[PROBLEM TO WORK ON]:
Look through the data below and extract, unchanged, the lines from the one that contains "fn from(value: SlotOutOfBoundsError)" to the one that contains "the engine's score", both included.

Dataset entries
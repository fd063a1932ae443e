//! Person repository for async database operations.
//!
//! Provides create and read operations for the persons table using diesel_async.

use async_trait::async_trait;
use diesel::prelude::*;
use diesel_async::RunQueryDsl;
use uuid::Uuid;

use crate::db::AsyncDbPool;
use crate::error::{DatabaseErrorConverter, StorageResult};
use crate::models::{NewPerson, Person};
use crate::repositories::PersonStore;

/// Person repository holding an async connection pool.
///
/// Since `AsyncDbPool` (bb8::Pool) internally uses `Arc`, cloning is cheap.
#[derive(Clone)]
pub struct PersonRepository {
    pool: AsyncDbPool,
}

impl PersonRepository {
    /// Creates a new PersonRepository with the given connection pool.
    pub fn new(pool: AsyncDbPool) -> Self {
        Self { pool }
    }
}

#[async_trait]
impl PersonStore for PersonRepository {
    async fn create(&self, new_person: NewPerson) -> StorageResult<Uuid> {
        use crate::schema::persons::dsl::*;
        const OP: &str = "persons.create";

        let mut conn = self
            .pool
            .get()
            .await
            .map_err(|e| DatabaseErrorConverter::convert_pool_error(e, OP))?;

        diesel::insert_into(persons)
            .values(&new_person)
            .returning(id)
            .get_result(&mut conn)
            .await
            .map_err(|e| DatabaseErrorConverter::convert_diesel_error(e, OP))
    }

    async fn get_by_id(&self, person_id: Uuid) -> StorageResult<Person> {
        use crate::schema::persons::dsl::*;
        const OP: &str = "persons.get_by_id";

        let mut conn = self
            .pool
            .get()
            .await
            .map_err(|e| DatabaseErrorConverter::convert_pool_error(e, OP))?;

        persons
            .filter(id.eq(person_id))
            .select(Person::as_select())
            .first(&mut conn)
            .await
            .map_err(|e| DatabaseErrorConverter::convert_diesel_error(e, OP))
    }

    async fn get_all(&self) -> StorageResult<Vec<Person>> {
        use crate::schema::persons::dsl::*;
        const OP: &str = "persons.get_all";

        let mut conn = self
            .pool
            .get()
            .await
            .map_err(|e| DatabaseErrorConverter::convert_pool_error(e, OP))?;

        persons
            .select(Person::as_select())
            .load(&mut conn)
            .await
            .map_err(|e| DatabaseErrorConverter::convert_diesel_error(e, OP))
    }
}
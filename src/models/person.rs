use diesel::prelude::*;
use uuid::Uuid;

/// Person model for reading from database
#[derive(Debug, Queryable, Selectable, Clone, PartialEq, Eq)]
#[diesel(table_name = crate::schema::persons)]
#[diesel(check_for_backend(diesel::pg::Pg))]
pub struct Person {
    pub id: Uuid,
    pub email: String,
    pub login: String,
    pub about_me: String,
    pub password_hash: String,
    pub image: Option<Vec<u8>>,
}

/// NewPerson model for inserting new records
///
/// `about_me` and `image` are left to their column defaults.
#[derive(Debug, Insertable, Clone)]
#[diesel(table_name = crate::schema::persons)]
pub struct NewPerson {
    pub id: Uuid,
    pub email: String,
    pub login: String,
    pub password_hash: String,
}

impl NewPerson {
    /// The row as it reads back right after insertion
    pub fn into_person(self) -> Person {
        Person {
            id: self.id,
            email: self.email,
            login: self.login,
            about_me: String::new(),
            password_hash: self.password_hash,
            image: None,
        }
    }
}
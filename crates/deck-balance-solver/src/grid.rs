// Copyright (c) 2025 Felix Kahle.
//
// Permission is hereby granted, free of charge, to any person obtaining
// a copy of this software and associated documentation files (the
// "Software"), to deal in the Software without restriction, including
// without limitation the rights to use, copy, modify, merge, publish,
// distribute, sublicense, and/or sell copies of the Software, and to
// permit persons to whom the Software is furnished to do so, subject to
// the following conditions:
//
// The above copyright notice and this permission notice shall be
// included in all copies or substantial portions of the Software.
//
// THE SOFTWARE IS PROVIDED "AS IS", WITHOUT WARRANTY OF ANY KIND,
// EXPRESS OR IMPLIED, INCLUDING BUT NOT LIMITED TO THE WARRANTIES OF
// MERCHANTABILITY, FITNESS FOR A PARTICULAR PURPOSE AND
// NONINFRINGEMENT. IN NO EVENT SHALL THE AUTHORS OR COPYRIGHT HOLDERS BE
// LIABLE FOR ANY CLAIM, DAMAGES OR OTHER LIABILITY, WHETHER IN AN ACTION
// OF CONTRACT, TORT OR OTHERWISE, ARISING FROM, OUT OF OR IN CONNECTION
// WITH THE SOFTWARE OR THE USE OR OTHER DEALINGS IN THE SOFTWARE.

use deck_balance_core::grid::{GridDims, SlotPosition};
use deck_balance_model::id::ContainerId;
use std::fmt::Display;

#[derive(Debug, Clone, Copy, PartialEq, Eq, Hash)]
pub struct SlotOutOfBoundsError {
    slot: SlotPosition,
    dims: GridDims,
}

impl SlotOutOfBoundsError {
    #[inline]
    pub fn new(slot: SlotPosition, dims: GridDims) -> Self {
        Self { slot, dims }
    }

    #[inline]
    pub fn slot(&self) -> SlotPosition {
        self.slot
    }

    #[inline]
    pub fn dims(&self) -> GridDims {
        self.dims
    }
}

impl Display for SlotOutOfBoundsError {
    fn fmt(&self, f: &mut std::fmt::Formatter<'_>) -> std::fmt::Result {
        write!(f, "{} is outside {}", self.slot, self.dims)
    }
}

impl std::error::Error for SlotOutOfBoundsError {}

#[derive(Debug, Clone, Copy, PartialEq, Eq, Hash)]
pub struct SlotOccupiedError {
    slot: SlotPosition,
    occupant: ContainerId,
}

impl SlotOccupiedError {
    #[inline]
    pub fn new(slot: SlotPosition, occupant: ContainerId) -> Self {
        Self { slot, occupant }
    }

    #[inline]
    pub fn slot(&self) -> SlotPosition {
        self.slot
    }

    #[inline]
    pub fn occupant(&self) -> ContainerId {
        self.occupant
    }
}

impl Display for SlotOccupiedError {
    fn fmt(&self, f: &mut std::fmt::Formatter<'_>) -> std::fmt::Result {
        write!(
            f,
            "{} is already occupied by container {}",
            self.slot, self.occupant
        )
    }
}

impl std::error::Error for SlotOccupiedError {}

#[derive(Debug, Clone, Copy, PartialEq, Eq, Hash)]
pub enum GridPlaceError {
    OutOfBounds(SlotOutOfBoundsError),
    Occupied(SlotOccupiedError),
}

impl Display for GridPlaceError {
    fn fmt(&self, f: &mut std::fmt::Formatter<'_>) -> std::fmt::Result {
        match self {
            GridPlaceError::OutOfBounds(e) => write!(f, "{e}"),
            GridPlaceError::Occupied(e) => write!(f, "{e}"),
        }
    }
}

impl std::error::Error for GridPlaceError {}

impl From<SlotOutOfBoundsError> for GridPlaceError {
    fn from(value: SlotOutOfBoundsError) -> Self {
        GridPlaceError::OutOfBounds(value)
    }
}

impl From<SlotOccupiedError> for GridPlaceError {
    fn from(value: SlotOccupiedError) -> Self {
        GridPlaceError::Occupied(value)
    }
}

/// Occupancy state of the deck grid: each slot empty or holding one
/// container id.
///
/// `free_slots` enumerates in row-major order; the engine's score
/// tie-break depends on that order and nothing else.
#[derive(Debug, Clone, PartialEq, Eq)]
pub struct DeckGrid {
    dims: GridDims,
    slots: Vec<Option<ContainerId>>,
}

impl DeckGrid {
    pub fn new(dims: GridDims) -> Self {
        Self {
            dims,
            slots: vec![None; dims.capacity()],
        }
    }

    #[inline]
    pub fn dims(&self) -> GridDims {
        self.dims
    }

    /// True for in-bounds slots with no occupant.
    #[inline]
    pub fn is_free(&self, slot: SlotPosition) -> bool {
        self.dims.contains(slot) && self.slots[self.dims.row_major_index(slot)].is_none()
    }

    #[inline]
    pub fn occupant(&self, slot: SlotPosition) -> Option<ContainerId> {
        if !self.dims.contains(slot) {
            return None;
        }
        self.slots[self.dims.row_major_index(slot)]
    }

    pub fn place(&mut self, slot: SlotPosition, id: ContainerId) -> Result<(), GridPlaceError> {
        if !self.dims.contains(slot) {
            return Err(SlotOutOfBoundsError::new(slot, self.dims).into());
        }
        let idx = self.dims.row_major_index(slot);
        if let Some(occupant) = self.slots[idx] {
            return Err(SlotOccupiedError::new(slot, occupant).into());
        }
        self.slots[idx] = Some(id);
        Ok(())
    }

    /// Free slots in row-major order, lazily.
    pub fn free_slots(&self) -> impl Iterator<Item = SlotPosition> + '_ {
        self.dims.iter_positions().filter(|p| self.is_free(*p))
    }

    #[inline]
    pub fn occupied_count(&self) -> usize {
        self.slots.iter().filter(|s| s.is_some()).count()
    }

    #[inline]
    pub fn into_slots(self) -> Vec<Option<ContainerId>> {
        self.slots
    }
}
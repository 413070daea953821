// Copyright (c) 2025 Felix Kahle.
//
// Permission is hereby granted, free of charge, to any person obtaining
// a copy of this software and associated documentation files (the
// "Software"), to deal in the Software without restriction, including
// without limitation the rights to use, copy, modify, merge, publish,
// distribute, sublicense, and/or sell copies of the Software, and to
// permit persons to whom the Software is furnished to do so, subject to
// the following conditions:
//
// The above copyright notice and this permission notice shall be
// included in all copies or substantial portions of the Software.
//
// THE SOFTWARE IS PROVIDED "AS IS", WITHOUT WARRANTY OF ANY KIND,
// EXPRESS OR IMPLIED, INCLUDING BUT NOT LIMITED TO THE WARRANTIES OF
// MERCHANTABILITY, FITNESS FOR A PARTICULAR PURPOSE AND
// NONINFRINGEMENT. IN NO EVENT SHALL THE AUTHORS OR COPYRIGHT HOLDERS BE
// LIABLE FOR ANY CLAIM, DAMAGES OR OTHER LIABILITY, WHETHER IN AN ACTION
// OF CONTRACT, TORT OR OTHERWISE, ARISING FROM, OUT OF OR IN CONNECTION
// WITH THE SOFTWARE OR THE USE OR OTHER DEALINGS IN THE SOFTWARE.

use num_traits::{Float, FromPrimitive};
use std::fmt::{Debug, Display};

pub mod grid;
pub mod weight;

/// Numeric primitive carrying weights, heat and scores.
///
/// Weights are fractional (heat spreading multiplies by 0.1), so the bound
/// is a floating point one rather than an integer one. `f64` is the default
/// everywhere downstream.
pub trait BalanceVariable: Float + FromPrimitive + Send + Sync + Debug + Display {}
impl<T> BalanceVariable for T where T: Float + FromPrimitive + Send + Sync + Debug + Display {}
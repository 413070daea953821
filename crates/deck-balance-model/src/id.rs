// Copyright (c) 2025 Felix Kahle.
//
// Permission is hereby granted, free of charge, to any person obtaining
// a copy of this software and associated documentation files (the
// "Software"), to deal in the Software without restriction, including
// without limitation the rights to use, copy, modify, merge, publish,
// distribute, sublicense, and/or sell copies of the Software, and to
// permit persons to whom the Software is furnished to do so, subject to
// the following conditions:
//
// The above copyright notice and this permission notice shall be
// included in all copies or substantial portions of the Software.
//
// THE SOFTWARE IS PROVIDED "AS IS", WITHOUT WARRANTY OF ANY KIND,
// EXPRESS OR IMPLIED, INCLUDING BUT NOT LIMITED TO THE WARRANTIES OF
// MERCHANTABILITY, FITNESS FOR A PARTICULAR PURPOSE AND
// NONINFRINGEMENT. IN NO EVENT SHALL THE AUTHORS OR COPYRIGHT HOLDERS BE
// LIABLE FOR ANY CLAIM, DAMAGES OR OTHER LIABILITY, WHETHER IN AN ACTION
// OF CONTRACT, TORT OR OTHERWISE, ARISING FROM, OUT OF OR IN CONNECTION
// WITH THE SOFTWARE OR THE USE OR OTHER DEALINGS IN THE SOFTWARE.

use std::fmt::Display;

#[repr(transparent)]
#[derive(Debug, Clone, Copy, PartialEq, Eq, PartialOrd, Ord, Hash)]
pub struct ContainerId(u64);

impl ContainerId {
    #[inline]
    pub const fn new(id: u64) -> Self {
        ContainerId(id)
    }

    #[inline]
    pub const fn value(self) -> u64 {
        self.0
    }
}

impl Display for ContainerId {
    fn fmt(&self, f: &mut std::fmt::Formatter<'_>) -> std::fmt::Result {
        // Bare number: ids show up inside error messages and printed
        // plans where a wrapper adds nothing.
        write!(f, "{}", self.0)
    }
}

impl From<u64> for ContainerId {
    fn from(value: u64) -> Self {
        ContainerId(value)
    }
}
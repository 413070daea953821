// Copyright (c) 2025 Felix Kahle.
//
// Permission is hereby granted, free of charge, to any person obtaining
// a copy of this software and associated documentation files (the
// "Software"), to deal in the Software without restriction, including
// without limitation the rights to use, copy, modify, merge, publish,
// distribute, sublicense, and/or sell copies of the Software, and to
// permit persons to whom the Software is furnished to do so, subject to
// the following conditions:
//
// The above copyright notice and this permission notice shall be
// included in all copies or substantial portions of the Software.
//
// THE SOFTWARE IS PROVIDED "AS IS", WITHOUT WARRANTY OF ANY KIND,
// EXPRESS OR IMPLIED, INCLUDING BUT NOT LIMITED TO THE WARRANTIES OF
// MERCHANTABILITY, FITNESS FOR A PARTICULAR PURPOSE AND
// NONINFRINGEMENT. IN NO EVENT SHALL THE AUTHORS OR COPYRIGHT HOLDERS BE
// LIABLE FOR ANY CLAIM, DAMAGES OR OTHER LIABILITY, WHETHER IN AN ACTION
// OF CONTRACT, TORT OR OTHERWISE, ARISING FROM, OUT OF OR IN CONNECTION
// WITH THE SOFTWARE OR THE USE OR OTHER DEALINGS IN THE SOFTWARE.

use crate::{container::Container, id::ContainerId};
use deck_balance_core::{
    BalanceVariable,
    grid::{GridDims, Side, SlotPosition},
    weight::Weight,
};
use std::fmt::Display;

/// One committed placement decision.
#[derive(Debug, Clone, PartialEq)]
pub struct Placement<W = f64>
where
    W: BalanceVariable,
{
    container: Container<W>,
    slot: SlotPosition,
    side: Side,
}

impl<W: BalanceVariable> Placement<W> {
    #[inline]
    pub fn new(container: Container<W>, slot: SlotPosition, side: Side) -> Self {
        Self {
            container,
            slot,
            side,
        }
    }

    #[inline]
    pub fn container(&self) -> &Container<W> {
        &self.container
    }

    #[inline]
    pub fn slot(&self) -> SlotPosition {
        self.slot
    }

    #[inline]
    pub fn side(&self) -> Side {
        self.side
    }
}

impl<W: BalanceVariable> Display for Placement<W> {
    fn fmt(&self, f: &mut std::fmt::Formatter<'_>) -> std::fmt::Result {
        write!(f, "{} at {} [{}]", self.container, self.slot, self.side)
    }
}

/// Summary metrics derived from a finished placement run.
#[derive(Debug, Clone, Copy, PartialEq)]
pub struct StowageStats<W = f64>
where
    W: BalanceVariable,
{
    total_weight: Weight<W>,
    port_weight: Weight<W>,
    starboard_weight: Weight<W>,
    balance_ratio: W,
    overload_detected: bool,
}

impl<W: BalanceVariable> StowageStats<W> {
    /// Derives the stats from the per-side totals.
    ///
    /// The balance ratio is `min/max` of the side weights, pinned to 1.0
    /// when no weight was placed at all so that an empty run reads as
    /// perfectly balanced instead of dividing zero by zero.
    pub fn compute(port_weight: Weight<W>, starboard_weight: Weight<W>, overload: bool) -> Self {
        let total_weight = port_weight + starboard_weight;
        let balance_ratio = if total_weight.is_zero() {
            W::one()
        } else {
            port_weight
                .min(starboard_weight)
                .ratio(port_weight.max(starboard_weight))
                .unwrap_or(W::one())
        };
        Self {
            total_weight,
            port_weight,
            starboard_weight,
            balance_ratio,
            overload_detected: overload,
        }
    }

    #[inline]
    pub fn total_weight(&self) -> Weight<W> {
        self.total_weight
    }

    #[inline]
    pub fn port_weight(&self) -> Weight<W> {
        self.port_weight
    }

    #[inline]
    pub fn starboard_weight(&self) -> Weight<W> {
        self.starboard_weight
    }

    #[inline]
    pub fn balance_ratio(&self) -> W {
        self.balance_ratio
    }

    #[inline]
    pub fn overload_detected(&self) -> bool {
        self.overload_detected
    }
}

impl<W: BalanceVariable> Display for StowageStats<W> {
    fn fmt(&self, f: &mut std::fmt::Formatter<'_>) -> std::fmt::Result {
        let percent = self.balance_ratio * W::from_f64(100.0).unwrap_or(W::one());
        writeln!(f, "Stowage statistics:")?;
        writeln!(f, "  Balance ratio: {:.1}%", percent)?;
        writeln!(f, "  Total weight: {}", self.total_weight.value())?;
        writeln!(f, "  Port weight: {}", self.port_weight.value())?;
        writeln!(f, "  Starboard weight: {}", self.starboard_weight.value())?;
        write!(f, "  Overload detected: {}", self.overload_detected)
    }
}

/// One line of the human-readable loading sequence.
#[derive(Debug, Clone, PartialEq, Eq)]
pub struct StowInstruction {
    index: usize,
    container_number: String,
    slot: SlotPosition,
    side: Side,
}

impl StowInstruction {
    #[inline]
    pub fn new(
        index: usize,
        container_number: impl Into<String>,
        slot: SlotPosition,
        side: Side,
    ) -> Self {
        Self {
            index,
            container_number: container_number.into(),
            slot,
            side,
        }
    }

    /// 1-based position in the loading sequence.
    #[inline]
    pub fn index(&self) -> usize {
        self.index
    }

    #[inline]
    pub fn container_number(&self) -> &str {
        &self.container_number
    }

    #[inline]
    pub fn slot(&self) -> SlotPosition {
        self.slot
    }

    #[inline]
    pub fn side(&self) -> Side {
        self.side
    }
}

impl Display for StowInstruction {
    fn fmt(&self, f: &mut std::fmt::Formatter<'_>) -> std::fmt::Result {
        // Rows and columns are 1-based on the printed plan.
        write!(
            f,
            "{}. Container {} -> Row {}, Col {} ({})",
            self.index,
            self.container_number,
            self.slot.row().value() + 1,
            self.slot.col().value() + 1,
            self.side
        )
    }
}

/// Complete result of a placement run.
///
/// Occupancy and heat are stored row-major per [`GridDims`]; placements
/// are in commit order (heaviest container first). Recomputed in full on
/// every engine call, never incrementally updated.
#[derive(Debug, Clone, PartialEq)]
pub struct StowagePlan<W = f64>
where
    W: BalanceVariable,
{
    dims: GridDims,
    slots: Vec<Option<ContainerId>>,
    heatmap: Vec<Weight<W>>,
    placements: Vec<Placement<W>>,
    stats: StowageStats<W>,
}

impl<W: BalanceVariable> StowagePlan<W> {
    #[inline]
    pub fn new(
        dims: GridDims,
        slots: Vec<Option<ContainerId>>,
        heatmap: Vec<Weight<W>>,
        placements: Vec<Placement<W>>,
        stats: StowageStats<W>,
    ) -> Self {
        Self {
            dims,
            slots,
            heatmap,
            placements,
            stats,
        }
    }

    #[inline]
    pub fn dims(&self) -> GridDims {
        self.dims
    }

    #[inline]
    pub fn stats(&self) -> &StowageStats<W> {
        &self.stats
    }

    #[inline]
    pub fn placements(&self) -> &[Placement<W>] {
        &self.placements
    }

    /// Occupant of a slot, if any. Out-of-range slots read as empty.
    #[inline]
    pub fn occupant(&self, slot: SlotPosition) -> Option<ContainerId> {
        if !self.dims.contains(slot) {
            return None;
        }
        self.slots[self.dims.row_major_index(slot)]
    }

    /// Accumulated heat of a slot; zero outside the grid.
    #[inline]
    pub fn heat(&self, slot: SlotPosition) -> Weight<W> {
        if !self.dims.contains(slot) {
            return Weight::zero();
        }
        self.heatmap[self.dims.row_major_index(slot)]
    }

    #[inline]
    pub fn heatmap(&self) -> &[Weight<W>] {
        &self.heatmap
    }

    /// Ordered loading directives, one per placement, heaviest first.
    pub fn instructions(&self) -> Vec<StowInstruction> {
        self.placements
            .iter()
            .enumerate()
            .map(|(i, p)| StowInstruction::new(i + 1, p.container().number(), p.slot(), p.side()))
            .collect()
    }
}

impl<W: BalanceVariable> Display for StowagePlan<W> {
    fn fmt(&self, f: &mut std::fmt::Formatter<'_>) -> std::fmt::Result {
        writeln!(f, "Stowage plan for {}:", self.dims)?;
        for instruction in self.instructions() {
            writeln!(f, "{}", instruction)?;
        }
        writeln!(f)?;
        write!(f, "{}", self.stats)
    }
}

#[cfg(test)]
mod tests {
    use super::*;
    use deck_balance_core::grid::{ColIndex, RowIndex};

    fn slot(r: usize, c: usize) -> SlotPosition {
        SlotPosition::new(RowIndex::new(r), ColIndex::new(c))
    }

    #[test]
    fn test_stats_zero_weight_ratio_is_one() {
        let stats: StowageStats = StowageStats::compute(Weight::zero(), Weight::zero(), false);
        assert_eq!(stats.balance_ratio(), 1.0);
        assert!(stats.total_weight().is_zero());
    }

    #[test]
    fn test_stats_one_sided_ratio_is_zero() {
        let stats: StowageStats =
            StowageStats::compute(Weight::new(5_000.0), Weight::zero(), false);
        assert_eq!(stats.balance_ratio(), 0.0);
        assert_eq!(stats.total_weight().value(), 5_000.0);
    }

    #[test]
    fn test_stats_ratio_is_min_over_max() {
        let stats: StowageStats =
            StowageStats::compute(Weight::new(3_000.0), Weight::new(4_000.0), false);
        assert_eq!(stats.balance_ratio(), 0.75);
        let flipped: StowageStats =
            StowageStats::compute(Weight::new(4_000.0), Weight::new(3_000.0), false);
        assert_eq!(flipped.balance_ratio(), 0.75);
    }

    #[test]
    fn test_instruction_display_is_one_based() {
        let i = StowInstruction::new(3, "CNT0007", slot(1, 4), Side::Port);
        assert_eq!(format!("{}", i), "3. Container CNT0007 -> Row 2, Col 5 (PORT)");
    }

    #[test]
    fn test_plan_instructions_follow_placement_order() {
        let dims = GridDims::new(2, 2);
        let heavy = Container::new(ContainerId::new(1), "CNT0001", Weight::new(9_000.0));
        let light = Container::new(ContainerId::new(2), "CNT0002", Weight::new(1_000.0));

        let mut slots = vec![None; dims.capacity()];
        slots[dims.row_major_index(slot(0, 0))] = Some(heavy.id());
        slots[dims.row_major_index(slot(0, 1))] = Some(light.id());

        let placements = vec![
            Placement::new(heavy, slot(0, 0), Side::Port),
            Placement::new(light, slot(0, 1), Side::Starboard),
        ];
        let stats = StowageStats::compute(Weight::new(9_000.0), Weight::new(1_000.0), false);
        let plan = StowagePlan::new(dims, slots, vec![Weight::zero(); 4], placements, stats);

        let instructions = plan.instructions();
        assert_eq!(instructions.len(), 2);
        assert_eq!(instructions[0].index(), 1);
        assert_eq!(instructions[0].container_number(), "CNT0001");
        assert_eq!(instructions[1].index(), 2);
        assert_eq!(instructions[1].container_number(), "CNT0002");

        assert_eq!(plan.occupant(slot(0, 0)), Some(ContainerId::new(1)));
        assert_eq!(plan.occupant(slot(1, 1)), None);
        assert_eq!(plan.occupant(slot(5, 5)), None);
    }
}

[FINISHED TASK]:
    fn from(value: SlotOutOfBoundsError) -> Self {
        GridPlaceError::OutOfBounds(value)
    }
}

impl From<SlotOccupiedError> for GridPlaceError {
    fn from(value: SlotOccupiedError) -> Self {
        GridPlaceError::Occupied(value)
    }
}

/// Occupancy state of the deck grid: each slot empty or holding one
/// container id.
///
/// `free_slots` enumerates in row-major order; the engine's score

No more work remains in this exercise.